(EXERCISE REQUIREMENTS): Search the listing below, and show each line that includes the word "Error".

(STUDY MATERIAL):
= = = =
//! Scripted transport for tests
//!
//! Plays the merchant service: responses are scripted per request event,
//! pushes are injected by hand, and every emitted request is recorded.
//! Shipped as a public citizen so SDK consumers can drive their own code
//! against it without a live socket.

use std::collections::HashMap;
use std::sync::Mutex;

use async_trait::async_trait;
use serde_json::Value;
use tokio::sync::mpsc::UnboundedSender;

use super::{PushEvent, ResponseEnvelope, Transport};
use crate::errors::{Error, Result};

type Responder = Box<dyn Fn(&Value) -> Result<ResponseEnvelope> + Send + Sync>;

/// In-memory [`Transport`] with scripted acknowledgments
#[derive(Default)]
pub struct MockTransport {
    responders: Mutex<HashMap<String, Responder>>,
    requests: Mutex<Vec<(String, Value)>>,
    subscribers: Mutex<Vec<UnboundedSender<PushEvent>>>,
}

impl MockTransport {
    pub fn new() -> Self {
        Self::default()
    }

    /// Script an arbitrary responder for a request event
    pub fn respond_with<F>(&self, event: impl Into<String>, responder: F)
    where
        F: Fn(&Value) -> Result<ResponseEnvelope> + Send + Sync + 'static,
    {
        self.responders
            .lock()
            .expect("responder map poisoned")
            .insert(event.into(), Box::new(responder));
    }

    /// Script a successful acknowledgment carrying `data`
    pub fn respond_ok(&self, event: impl Into<String>, data: Value) {
        self.respond_with(event, move |_| {
            Ok(ResponseEnvelope {
                data: data.clone(),
                message: None,
            })
        });
    }

    /// Script a successful acknowledgment carrying `data` and a status message
    pub fn respond_ok_with_message(
        &self,
        event: impl Into<String>,
        data: Value,
        message: impl Into<String>,
    ) {
        let message = message.into();
        self.respond_with(event, move |_| {
            Ok(ResponseEnvelope {
                data: data.clone(),
                message: Some(message.clone()),
            })
        });
    }

    /// Script a server-side rejection with the given message
    pub fn respond_err(&self, event: impl Into<String>, message: impl Into<String>) {
        let message = message.into();
        self.respond_with(event, move |_| {
            Err(Error::RemoteOperation(message.clone()))
        });
    }

    /// Inject a push event, as if the server had sent it
    pub fn push(&self, push: PushEvent) {
        self.subscribers
            .lock()
            .expect("subscriber list poisoned")
            .retain(|sender| sender.send(push.clone()).is_ok());
    }

    /// Every request emitted so far, in order
    pub fn requests(&self) -> Vec<(String, Value)> {
        self.requests.lock().expect("request log poisoned").clone()
    }

    /// How many requests were emitted for one event name
    pub fn request_count(&self, event: &str) -> usize {
        self.requests
            .lock()
            .expect("request log poisoned")
            .iter()
            .filter(|(name, _)| name == event)
            .count()
    }
}

#[async_trait]
impl Transport for MockTransport {
    async fn request(&self, event: &str, payload: Value) -> Result<ResponseEnvelope> {
        self.requests
            .lock()
            .expect("request log poisoned")
            .push((event.to_string(), payload.clone()));

        let responders = self.responders.lock().expect("responder map poisoned");
        match responders.get(event) {
            Some(responder) => responder(&payload),
            None => Err(Error::Transport(format!(
                "no scripted response for '{event}'"
            ))),
        }
    }

    fn subscribe(&self, sender: UnboundedSender<PushEvent>) {
        self.subscribers
            .lock()
            .expect("subscriber list poisoned")
            .push(sender);
    }
}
= = = =
(TASK OUTPUT):
use crate::errors::{Error, Result};
            Err(Error::RemoteOperation(message.clone()))
            None => Err(Error::Transport(format!(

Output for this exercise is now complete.